Police and Crime Commissioners show their commitment to stamping out anti-social behaviour
Merseyside’s Police Commissioner is joining her colleagues from up and down the country to show their commitment to stamping out anti-social behaviour (ASB) through a new national report.
‘ASB in Focus’ published by the Association of Police and Crime Commissioners (APCC), showcases some of the initiatives and projects that PCCs have been leading on to prevent ASB, work in partnership to tackle it and ensure victims get the right help.
The report details how PCCs are working with Government, local authorities and wider partners to improve how communities can report anti-social behaviour when it occurs and to ensure that action is taken.
It highlights how Merseyside’s Police Commissioner, Emily Spurrell, has launched her Youth Diversion Fund specifically to focus on supporting activities which divert young people away from acts of anti-social behaviour during Halloween and Bonfire Night.
She has announced that nearly 8,000 young people will be able to enjoy safe, well-managed activities at 28 youth diversionary projects which have been awarded small cash grants totalling more than £48.000 from the Fund.
The publication also details how the Commissioner united with charity ASB Help to run an online workshop attended by more than 30 organisations to raise awareness of the Community Trigger progress.
As well as this work, more than £3.3m has been awarded from the Commissioner’s Crime and Disorder Reduction Grants to the region’s local authorities to address community safety issues in their areas, including ASB, and she has also secured nearly £1.1m through the Safer Streets Fund to invest in lighting, CCTV and security measures for hotspot areas in Liverpool and Wirral.
Emily said: “Anti-social behaviour is often, wrongly, viewed as ‘low-level’, but for victims who are repeatedly and persistently targeted it can have a hugely damaging effect, leaving people too scared to leave their front door and even afraid while they are inside their own home.

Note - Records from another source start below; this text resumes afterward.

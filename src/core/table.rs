//! Components table derivation: filter, sort and paginate

use crate::core::component::{PriceComponent, SortDescriptor};

/// Page sizes the paginator offers.
pub const PAGE_SIZE_OPTIONS: [usize; 5] = [10, 20, 30, 40, 50];
pub const DEFAULT_PAGE_SIZE: usize = 20;

/// The filtered and sorted view over a feed's price components.
///
/// Filtering happens before sorting, and pagination applies to the result,
/// so the result count and page count always describe the filtered set.
#[derive(Debug, Clone)]
pub struct ComponentTable {
    rows: Vec<PriceComponent>,
}

impl ComponentTable {
    pub fn new(components: &[PriceComponent], search: &str, sort: &SortDescriptor) -> Self {
        let mut rows: Vec<PriceComponent> = components
            .iter()
            .filter(|c| c.matches_search(search))
            .cloned()
            .collect();
        // sort_by is stable, so rows the comparator ties keep their
        // incoming order and repeated derivations agree.
        rows.sort_by(|a, b| sort.compare(a, b));
        Self { rows }
    }

    pub fn num_results(&self) -> usize {
        self.rows.len()
    }

    pub fn num_pages(&self, page_size: usize) -> usize {
        if page_size == 0 {
            return 0;
        }
        self.rows.len().div_ceil(page_size)
    }

    /// Rows of the 1-indexed `page`. Pages outside `1..=num_pages` are
    /// empty rather than an error.
    pub fn page(&self, page: usize, page_size: usize) -> &[PriceComponent] {
        if page == 0 || page_size == 0 {
            return &[];
        }
        let start = (page - 1) * page_size;
        if start >= self.rows.len() {
            return &[];
        }
        let end = (start + page_size).min(self.rows.len());
        &self.rows[start..end]
    }
}

/// Clamps a requested page into the valid range, mirroring how the view
/// resets an out-of-range page restored from query state. An empty table
/// clamps to page 1.
pub fn clamp_page(page: usize, num_pages: usize) -> usize {
    page.clamp(1, num_pages.max(1))
}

It causes fear, stress, anxiety, depression.
“I am committed to working with partners to stamp out ASB across Merseyside as part of my priority of building Safer Communities and I have already secured investment for a number of key projects to help make this a reality. This national report sets out how PCCs up and down the country are united in their determination to tackle ASB and make a difference to people in their communities.
“I welcome the partnership approach set out in this new publication and I’m pleased to be among the PCCs featured.”

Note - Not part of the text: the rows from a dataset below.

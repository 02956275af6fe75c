//! Periodic background refresh of reference prices

use crate::core::config::Feed;
use crate::core::price::{FetchState, ReferencePriceProvider, ReferencePrices};
use std::sync::Arc;
use std::time::Duration;
use tokio::sync::RwLock;
use tokio::task::JoinHandle;
use tokio::time::MissedTickBehavior;
use tracing::{debug, warn};

struct Shared {
    generation: u64,
    state: FetchState<ReferencePrices>,
}

/// Keeps a [`FetchState`] of reference prices current by refetching on a
/// fixed interval. The first fetch starts immediately.
///
/// Every tick starts a new fetch generation and aborts a fetch still
/// running from the previous tick. A completing fetch installs its result
/// only while its generation is newest, so a stale fetch can never
/// overwrite a newer result. Previously loaded prices stay visible while a
/// refresh is in flight; a failed refresh parks the state in `Failed` until
/// the next tick succeeds.
pub struct ReferencePriceRefresher {
    shared: Arc<RwLock<Shared>>,
    driver: JoinHandle<()>,
}

impl ReferencePriceRefresher {
    pub fn spawn(
        provider: Arc<dyn ReferencePriceProvider>,
        feeds: Vec<Feed>,
        interval: Duration,
    ) -> Self {
        let shared = Arc::new(RwLock::new(Shared {
            generation: 0,
            state: FetchState::NotLoaded,
        }));
        let driver = tokio::spawn(refresh_loop(provider, feeds, interval, Arc::clone(&shared)));
        Self { shared, driver }
    }

    /// Snapshot of the current fetch state.
    pub async fn current(&self) -> FetchState<ReferencePrices> {
        self.shared.read().await.state.clone()
    }
}

impl Drop for ReferencePriceRefresher {
    fn drop(&mut self) {
        self.driver.abort();
    }
}

async fn refresh_loop(
    provider: Arc<dyn ReferencePriceProvider>,
    feeds: Vec<Feed>,
    interval: Duration,
    shared: Arc<RwLock<Shared>>,
) {
    let mut ticker = tokio::time::interval(interval);
    ticker.set_missed_tick_behavior(MissedTickBehavior::Skip);
    let mut in_flight: Option<JoinHandle<()>> = None;

    loop {
        ticker.tick().await;

        if let Some(fetch) = in_flight.take() {
            if !fetch.is_finished() {
                warn!("Reference price fetch still running at next refresh tick, superseding it");
                fetch.abort();
            }
        }

        // Bump the generation under the state lock so a fetch completing
        // concurrently either installs before the bump or sees itself
        // superseded after it.
        let generation = {
            let mut guard = shared.write().await;
            guard.generation += 1;
            if matches!(guard.state, FetchState::NotLoaded) {
                guard.state = FetchState::Loading;
            }
            guard.generation
        };

        let provider = Arc::clone(&provider);
        let feeds = feeds.clone();
        let shared = Arc::clone(&shared);
        in_flight = Some(tokio::spawn(async move {
            let fetched = provider.fetch(&feeds).await;

            let mut guard = shared.write().await;
            if guard.generation != generation {
                debug!("Discarding superseded reference price fetch (generation {generation})");
                return;
            }
            guard.state = match fetched {
                Ok(prices) => {
                    debug!("Refreshed {} reference prices", prices.len());
                    FetchState::Loaded(prices)
                }
                Err(e) => {
                    warn!("Reference price refresh failed: {e:#}");
                    FetchState::Failed(format!("{e:#}"))
                }
            };
        }));
    }
}

#[cfg(test)]
mod tests {
    use super::*;
    use anyhow::anyhow;
    use async_trait::async_trait;
    use std::collections::HashMap;
    use tokio::sync::Mutex;
    use tokio::time::sleep;

    struct ScriptedFetch {
        delay: Duration,
        result: Result<ReferencePrices, String>,
    }

    /// Provider that replays a fixed list of outcomes, one per call. Calls
    /// past the end of the script hang forever.
    struct ScriptedProvider {
        script: Mutex<Vec<ScriptedFetch>>,
    }

    impl ScriptedProvider {
        fn new(script: Vec<ScriptedFetch>) -> Self {
            Self {
                script: Mutex::new(script),
            }
        }
    }

    #[async_trait]
    impl ReferencePriceProvider for ScriptedProvider {
        async fn fetch(&self, _feeds: &[Feed]) -> anyhow::Result<ReferencePrices> {
            let step = {
                let mut script = self.script.lock().await;
                if script.is_empty() {
                    None
                } else {
                    Some(script.remove(0))
                }
            };
            match step {
                Some(step) => {
                    sleep(step.delay).await;
                    step.result.map_err(|e| anyhow!(e))
                }
                None => {
                    sleep(Duration::from_secs(1_000_000)).await;
                    Ok(ReferencePrices::default())
                }
            }
        }
    }

    fn feed(symbol: &str, account: &str) -> Feed {
        Feed {
            symbol: symbol.to_string(),
            price_account: account.to_string(),
        }
    }

    fn prices(symbol: &str, account: &str, value: f64) -> ReferencePrices {
        ReferencePrices::from_symbol_prices(
            &[feed(symbol, account)],
            HashMap::from([(symbol.to_string(), value)]),
        )
    }

    fn ok(prices: ReferencePrices, delay_secs: u64) -> ScriptedFetch {
        ScriptedFetch {
            delay: Duration::from_secs(delay_secs),
            result: Ok(prices),
        }
    }

    fn err(message: &str, delay_secs: u64) -> ScriptedFetch {
        ScriptedFetch {
            delay: Duration::from_secs(delay_secs),
            result: Err(message.to_string()),
        }
    }

    #[tokio::test(start_paused = true)]
    async fn test_refresher_loads_then_replaces_wholesale() {
        let first = prices("BTCUSD", "acct_old", 100.0);
        let second = prices("ETHUSD", "acct_new", 42.0);
        let provider = Arc::new(ScriptedProvider::new(vec![
            ok(first.clone(), 5),
            ok(second.clone(), 1),
        ]));
        let refresher = ReferencePriceRefresher::spawn(
            provider,
            vec![feed("BTCUSD", "acct_old")],
            Duration::from_secs(3600),
        );

        // First fetch starts immediately and is still in flight
        sleep(Duration::from_secs(1)).await;
        assert_eq!(refresher.current().await, FetchState::Loading);

        sleep(Duration::from_secs(10)).await;
        assert_eq!(refresher.current().await, FetchState::Loaded(first));

        // The next interval replaces the whole map, old keys included
        sleep(Duration::from_secs(3700)).await;
        let state = refresher.current().await;
        match state {
            FetchState::Loaded(loaded) => {
                assert_eq!(loaded.get("acct_new"), Some(42.0));
                assert_eq!(loaded.get("acct_old"), None);
            }
            other => panic!("Expected loaded prices, got {other:?}"),
        }
        assert_eq!(refresher.current().await, FetchState::Loaded(second));
    }

    #[tokio::test(start_paused = true)]
    async fn test_failed_refresh_parks_state_until_next_success() {
        let first = prices("BTCUSD", "acct1", 100.0);
        let recovered = prices("BTCUSD", "acct1", 105.0);
        let provider = Arc::new(ScriptedProvider::new(vec![
            ok(first.clone(), 1),
            err("backend down", 1),
            ok(recovered.clone(), 1),
        ]));
        let refresher = ReferencePriceRefresher::spawn(
            provider,
            vec![feed("BTCUSD", "acct1")],
            Duration::from_secs(100),
        );

        sleep(Duration::from_secs(10)).await;
        assert_eq!(refresher.current().await, FetchState::Loaded(first));

        // The failed cycle replaces loaded data; nothing renders from it
        sleep(Duration::from_secs(100)).await;
        match refresher.current().await {
            FetchState::Failed(message) => assert!(message.contains("backend down")),
            other => panic!("Expected failed state, got {other:?}"),
        }

        // The next successful cycle recovers
        sleep(Duration::from_secs(100)).await;
        assert_eq!(refresher.current().await, FetchState::Loaded(recovered));
    }

    #[tokio::test(start_paused = true)]
    async fn test_slow_stale_fetch_never_overwrites_newer_result() {
        let stale = prices("BTCUSD", "acct1", 1.0);
        let fresh = prices("BTCUSD", "acct1", 2.0);
        // First fetch takes 250s, far past the 100s interval; the second is
        // quick. The first must not land.
        let provider = Arc::new(ScriptedProvider::new(vec![
            ok(stale, 250),
            ok(fresh.clone(), 1),
        ]));
        let refresher = ReferencePriceRefresher::spawn(
            provider,
            vec![feed("BTCUSD", "acct1")],
            Duration::from_secs(100),
        );

        sleep(Duration::from_secs(120)).await;
        assert_eq!(refresher.current().await, FetchState::Loaded(fresh.clone()));

        // Past the stale fetch's completion time the newer result still holds
        sleep(Duration::from_secs(200)).await;
        match refresher.current().await {
            FetchState::Loaded(loaded) => assert_eq!(loaded.get("acct1"), Some(2.0)),
            other => panic!("Expected loaded prices, got {other:?}"),
        }
    }
}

Alison Hernandez and Jeff Cuthbert, APCC Local Policing Leads, said: “Police and Crime Commissioners are elected to act as the public’s voice in policing, and what we hear right across England and Wales is that anti-social behaviour matters to local people. That is why anti-social behaviour features so prominently in our Police and Crime Plans.
“These issues matter because they affect people’s everyday quality of life. Policing has always tackled serious violence and high-harm criminality - and will continue to do so - but PCCs are also ensuring wider criminality and anti-social behaviour are not neglected in our forces’ priorities and performance activity.”